Emergency workers investigate the scene of a car that crashed into pedestrians in Times Square in New York on May 18, 2017. Photo: Keith Bedford/Boston Globe via Getty Images

A car jumped the sidewalk and mowed into a crowd near Times Square, shortly before noon on Thursday, killing an 18-year-old woman and injuring 22 people. At least four people sustained critical injuries, according to the FDNY.

According to the NYPD, driver made a U-turn before jumping the curb with his maroon Honda Accord near 42nd Street and Seventh Avenue. He drove at a “high rate of speed” down the sidewalk for almost three whole blocks before crashing into metal stanchions, near 45th Street and Broadway.

NYPD officials have identified the driver as Richard Rojas, a 26-year-old Bronx man and Navy vet. Rojas was brought into custody at the scene in a dramatic takedown, after traffic agents tackled the driver as he attempted to get away, officials said. Parole and patrol officers in the area — along with several bystanders — rushed in to subdue the suspect.
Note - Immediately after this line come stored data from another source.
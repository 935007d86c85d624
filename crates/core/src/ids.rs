//! Opaque entity identifiers
//!
//! Every entity key is a UUID newtype so ids from different tables
//! cannot be mixed up at compile time. Ids are unique within a tenant;
//! the tenant itself is the isolation boundary.

use serde::{Deserialize, Serialize};
use std::fmt;
use uuid::Uuid;

macro_rules! entity_id {
    ($(#[$doc:meta])* $name:ident) => {
        $(#[$doc])*
        #[derive(
            Debug, Clone, Copy, PartialEq, Eq, PartialOrd, Ord, Hash, Serialize, Deserialize,
        )]
        #[serde(transparent)]
        pub struct $name(Uuid);

        impl $name {
            /// Generate a fresh random id
            pub fn new() -> Self {
                Self(Uuid::new_v4())
            }

            /// The underlying UUID
            pub fn as_uuid(&self) -> Uuid {
                self.0
            }
        }

        impl Default for $name {
            fn default() -> Self {
                Self::new()
            }
        }

        impl From<Uuid> for $name {
            fn from(value: Uuid) -> Self {
                Self(value)
            }
        }

        impl fmt::Display for $name {
            fn fmt(&self, f: &mut fmt::Formatter<'_>) -> fmt::Result {
                write!(f, "{}", self.0)
            }
        }
    };
}

entity_id!(
    /// Top-level isolation boundary; no data crosses tenants
    TenantId
);
entity_id!(
    /// Legal entity within a tenant
    LegalEntityId
);
entity_id!(
    /// Logical ledger account bucket
    AccountId
);
entity_id!(
    /// Append-only double-entry ledger record
    EntryId
);
entity_id!(
    /// Funds hold against an account
    ReservationId
);
entity_id!(
    /// Tokenized PSP settlement bank account
    BankAccountId
);
entity_id!(
    /// Client-to-PSP inbound funds intent
    FundingRequestId
);
entity_id!(
    /// Immutable funding gate audit record
    GateEvaluationId
);
entity_id!(
    /// Business intent to move money
    InstructionId
);
entity_id!(
    /// Single rail-specific submission of an instruction
    AttemptId
);
entity_id!(
    /// Bank-confirmed settlement truth record
    SettlementEventId
);
entity_id!(
    /// Liability attribution record
    LiabilityEventId
);
entity_id!(
    /// Immutable domain event
    EventId
);
entity_id!(
    /// Pay-run batch correlation handle
    BatchId
);
entity_id!(
    /// Payee reference (employee, agency, vendor, client)
    PayeeId
);
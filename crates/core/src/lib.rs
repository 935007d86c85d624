//! PayCore Core - Domain vocabulary
//!
//! This crate contains the fundamental types used across PayCore:
//! - `Amount`: Non-negative decimal wrapper for monetary values
//! - `Currency`: Type-safe currency codes
//! - Entity id newtypes (`TenantId`, `InstructionId`, ...)
//! - Status enums with their transition tables

pub mod amount;
pub mod currency;
pub mod ids;
pub mod status;

pub use amount::{Amount, AmountError};
pub use currency::{Currency, CurrencyError};
pub use ids::{
    AccountId, AttemptId, BankAccountId, BatchId, EntryId, EventId, FundingRequestId,
    GateEvaluationId, InstructionId, LegalEntityId, LiabilityEventId, PayeeId, ReservationId,
    SettlementEventId, TenantId,
};
pub use status::{
    AccountStatus, AccountType, AttemptStatus, Direction, ErrorOrigin, EventCategory,
    FundingModel, FundingRequestStatus, GateMode, GateOutcome, GateReason, GateReasonCode,
    GateType, InstructionStatus, LiabilityParty, PayeeType, PaymentPurpose, Rail, RecoveryPath,
    RecoveryStatus, ReservationStatus, ReserveType, SettlementStatus,
};
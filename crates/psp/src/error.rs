//! Facade error umbrella
//!
//! Integrators see one error type; the inner kinds keep their
//! identity so callers can still distinguish a gate block from a
//! storage conflict from a webhook signature failure.

use paycore_events::EventError;
use paycore_funding::FundingError;
use paycore_ledger::LedgerError;
use paycore_liability::LiabilityError;
use paycore_orchestrator::OrchestratorError;
use paycore_rails::RailError;
use paycore_reconcile::ReconcileError;
use paycore_storage::StorageError;
use thiserror::Error;

#[derive(Error, Debug)]
pub enum PspError {
    #[error(transparent)]
    Storage(#[from] StorageError),

    #[error("event error: {0}")]
    Event(#[from] EventError),

    #[error("ledger error: {0}")]
    Ledger(#[from] LedgerError),

    #[error("funding error: {0}")]
    Funding(#[from] FundingError),

    #[error("orchestrator error: {0}")]
    Orchestrator(#[from] OrchestratorError),

    #[error("reconciliation error: {0}")]
    Reconcile(#[from] ReconcileError),

    #[error("liability error: {0}")]
    Liability(#[from] LiabilityError),

    #[error("provider error: {0}")]
    Rail(#[from] RailError),

    #[error("unknown provider: {0}")]
    UnknownProvider(String),
}

impl PspError {
    /// Whether this is the webhook signature failure; such callbacks
    /// must be dropped without further processing
    pub fn is_signature_failure(&self) -> bool {
        matches!(self, PspError::Rail(RailError::Signature))
    }
}

pub type PspResult<T> = Result<T, PspError>;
Law-enforcement officials said it appears that Rojas may have been intoxicated with drugs or alcohol. The suspect has a criminal record, including two prior DWI arrests, in Queens in 2008 and Manhattan in 2015, according to police officials. Rojas is now at a facility undergoing a drug and alcohol test.

NYPD officials and Mayor Bill de Blasio stressed during a press briefing that, at present, there is no evidence that the crash was terror-related. Yet the NYPD is stepping up its police presence at popular spots throughout the city as a precaution, and detectives and the Manhattan DA are carefully and quickly piecing together Rojas’s history, witness testimony, and footage from the scene to determine a motive, if any.
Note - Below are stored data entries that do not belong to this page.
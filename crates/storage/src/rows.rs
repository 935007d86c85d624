//! Persisted row types
//!
//! One struct per table. Every row carries its tenant (and where it
//! applies, legal entity); externally triggered inserts carry an
//! idempotency key unique per tenant per table.

use chrono::{DateTime, NaiveDate, Utc};
use paycore_core::{
    AccountId, AccountStatus, AccountType, Amount, AttemptId, AttemptStatus, BankAccountId,
    Currency, Direction, EntryId, ErrorOrigin, EventCategory, EventId, FundingModel,
    FundingRequestId, FundingRequestStatus, GateEvaluationId, GateOutcome, GateReason, GateType,
    InstructionId, InstructionStatus, LegalEntityId, LiabilityEventId, LiabilityParty, PayeeType,
    PaymentPurpose, Rail, RecoveryPath, RecoveryStatus, ReservationId, ReservationStatus,
    ReserveType, SettlementEventId, SettlementStatus, TenantId,
};
use serde::{Deserialize, Serialize};
use serde_json::Value as JsonValue;
use uuid::Uuid;

/// Entry type used for reversal rows; everything else is caller-defined
pub const ENTRY_TYPE_REVERSAL: &str = "reversal";

/// Logical ledger account, unique per (tenant, legal entity, type, currency)
#[derive(Debug, Clone, PartialEq, Serialize, Deserialize)]
pub struct LedgerAccountRow {
    pub id: AccountId,
    pub tenant_id: TenantId,
    pub legal_entity_id: LegalEntityId,
    pub account_type: AccountType,
    pub currency: Currency,
    pub status: AccountStatus,
    pub created_at: DateTime<Utc>,
}

/// Append-only double-entry record: one row holds both legs
#[derive(Debug, Clone, PartialEq, Serialize, Deserialize)]
pub struct LedgerEntryRow {
    pub id: EntryId,
    pub tenant_id: TenantId,
    pub legal_entity_id: LegalEntityId,
    pub entry_type: String,
    pub debit_account: AccountId,
    pub credit_account: AccountId,
    pub amount: Amount,
    pub currency: Currency,
    pub source_type: String,
    pub source_id: String,
    pub correlation_id: Option<Uuid>,
    pub idempotency_key: String,
    pub metadata: JsonValue,
    pub posted_at: DateTime<Utc>,
    /// Weak back-reference to the reversal entry, set at most once
    pub reversed_by: Option<EntryId>,
    pub is_reversal: bool,
}

/// Funds hold against an account; reduces availability without moving money
#[derive(Debug, Clone, PartialEq, Serialize, Deserialize)]
pub struct ReservationRow {
    pub id: ReservationId,
    pub tenant_id: TenantId,
    pub legal_entity_id: LegalEntityId,
    pub account_id: AccountId,
    pub reserve_type: ReserveType,
    pub amount: Amount,
    pub status: ReservationStatus,
    pub source_ref: String,
    pub created_at: DateTime<Utc>,
    pub released_at: Option<DateTime<Utc>>,
}

/// Tokenized PSP settlement bank account
#[derive(Debug, Clone, PartialEq, Serialize, Deserialize)]
pub struct BankAccountRow {
    pub id: BankAccountId,
    pub tenant_id: TenantId,
    pub legal_entity_id: LegalEntityId,
    /// Opaque token from the vault; never raw account data
    pub token: String,
    pub rails: Vec<Rail>,
    pub status: AccountStatus,
    pub created_at: DateTime<Utc>,
}

/// Client-to-PSP inbound funds intent
#[derive(Debug, Clone, PartialEq, Serialize, Deserialize)]
pub struct FundingRequestRow {
    pub id: FundingRequestId,
    pub tenant_id: TenantId,
    pub legal_entity_id: LegalEntityId,
    pub funding_model: FundingModel,
    pub rail: Rail,
    pub amount: Amount,
    pub currency: Currency,
    pub requested_settlement_date: Option<NaiveDate>,
    pub status: FundingRequestStatus,
    pub idempotency_key: String,
    pub created_at: DateTime<Utc>,
}

/// Immutable audit record of one gate decision
#[derive(Debug, Clone, PartialEq, Serialize, Deserialize)]
pub struct GateEvaluationRow {
    pub id: GateEvaluationId,
    pub tenant_id: TenantId,
    pub legal_entity_id: LegalEntityId,
    pub batch_ref: String,
    pub gate_type: GateType,
    pub outcome: GateOutcome,
    pub required_amount: Amount,
    pub available_amount: rust_decimal::Decimal,
    pub reasons: Vec<GateReason>,
    pub idempotency_key: String,
    pub evaluated_at: DateTime<Utc>,
}

/// Business intent to move money; distinct from attempts and settlements
#[derive(Debug, Clone, PartialEq, Serialize, Deserialize)]
pub struct InstructionRow {
    pub id: InstructionId,
    pub tenant_id: TenantId,
    pub legal_entity_id: LegalEntityId,
    pub purpose: PaymentPurpose,
    pub direction: Direction,
    pub amount: Amount,
    pub currency: Currency,
    pub payee_type: PayeeType,
    pub payee_ref: String,
    pub requested_settlement_date: Option<NaiveDate>,
    pub status: InstructionStatus,
    pub idempotency_key: String,
    pub source_type: String,
    pub source_id: String,
    pub metadata: JsonValue,
    pub created_at: DateTime<Utc>,
}

/// Single rail-specific submission; (provider, provider_request_id) is
/// globally unique
#[derive(Debug, Clone, PartialEq, Serialize, Deserialize)]
pub struct AttemptRow {
    pub id: AttemptId,
    pub instruction_id: InstructionId,
    pub rail: Rail,
    pub provider: String,
    pub provider_request_id: String,
    pub status: AttemptStatus,
    pub request_payload: JsonValue,
    pub created_at: DateTime<Utc>,
}

/// External settlement truth from a bank or processor feed
#[derive(Debug, Clone, PartialEq, Serialize, Deserialize)]
pub struct SettlementEventRow {
    pub id: SettlementEventId,
    pub tenant_id: TenantId,
    pub bank_account_id: BankAccountId,
    pub rail: Rail,
    pub direction: Direction,
    pub amount: Amount,
    pub currency: Currency,
    pub status: SettlementStatus,
    pub external_trace_id: String,
    pub return_code: Option<String>,
    pub return_reason: Option<String>,
    pub effective_date: NaiveDate,
    /// Attempt this record was matched to; None while parked for review
    pub matched_attempt: Option<AttemptId>,
    pub raw_payload: JsonValue,
    pub received_at: DateTime<Utc>,
}

/// Weak many-to-many relation between settlement events and ledger entries
#[derive(Debug, Clone, PartialEq, Serialize, Deserialize)]
pub struct SettlementLinkRow {
    pub settlement_event_id: SettlementEventId,
    pub ledger_entry_id: EntryId,
    pub created_at: DateTime<Utc>,
}

/// Append-only record of one liability determination
#[derive(Debug, Clone, PartialEq, Serialize, Deserialize)]
pub struct LiabilityEventRow {
    pub id: LiabilityEventId,
    pub tenant_id: TenantId,
    pub legal_entity_id: LegalEntityId,
    pub source_type: String,
    pub source_id: String,
    pub error_origin: ErrorOrigin,
    pub liability_party: LiabilityParty,
    pub recovery_path: RecoveryPath,
    pub loss_amount: Amount,
    pub recovery_status: RecoveryStatus,
    pub determination_reason: String,
    pub evidence: JsonValue,
    pub idempotency_key: String,
    pub created_at: DateTime<Utc>,
}

/// Seeded classification defaults per (rail, return code)
#[derive(Debug, Clone, PartialEq, Serialize, Deserialize)]
pub struct ReturnCodeRow {
    pub rail: Rail,
    pub code: String,
    pub default_error_origin: ErrorOrigin,
    pub default_liability_party: LiabilityParty,
    pub is_recoverable: bool,
    pub description: String,
}

/// Persisted domain event; payload is self-contained for full replay
#[derive(Debug, Clone, PartialEq, Serialize, Deserialize)]
pub struct StoredEvent {
    pub event_id: EventId,
    pub event_type: String,
    pub category: EventCategory,
    pub tenant_id: TenantId,
    pub correlation_id: Uuid,
    pub causation_id: Option<EventId>,
    pub timestamp: DateTime<Utc>,
    pub payload: JsonValue,
    pub version: u32,
}

/// Durable cursor for one event consumer
#[derive(Debug, Clone, PartialEq, Serialize, Deserialize)]
pub struct SubscriptionRow {
    pub name: String,
    pub cursor_timestamp: Option<DateTime<Utc>>,
    pub cursor_event_id: Option<EventId>,
    pub type_filter: Option<Vec<String>>,
    pub category_filter: Option<Vec<EventCategory>>,
    pub tenant_filter: Option<TenantId>,
    pub active: bool,
}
Officials said the one fatality was an 18-year-old woman, who was pronounced dead at the scene. Her 13-year-old sister was seriously wounded.
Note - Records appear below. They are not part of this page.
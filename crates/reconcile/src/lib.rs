//! PayCore Reconcile - Settlement truth ingestion
//!
//! Matches bank-confirmed settlement events to payment attempts,
//! posts the resulting ledger entries, auto-reverses post-settlement
//! returns, and hands returned payments to liability attribution.
//! Replaying a feed is always safe.

pub mod error;
pub mod matching;
pub mod reconciler;

pub use error::{ReconcileError, ReconcileResult};
pub use matching::match_attempt;
pub use reconciler::{IngestFailure, IngestReport, Reconciler};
Pictures on social media captured the smoking, crumpled sedan, angled in the air atop the metal stanchions. Witnesses also reported pedestrians, apparently injured, sprawled on the street. “It happened so fast, it was a lot of smoke and fire, you couldn’t see nothing,” a witness told CBS 2. “It was a very big surprise; I was scared because I remember Paris and I was scared to get closer.”

Authorities have closed off many of the midtown streets in and around Times Square as the investigation continues. Though officials do not suspect terrorism, the images and initial accounts from the scene — unfolding in the bustling center of New York City — evoked the gruesome attacks in places such as Nice, Berlin, and, two months ago, London.

This post has been updated throughout.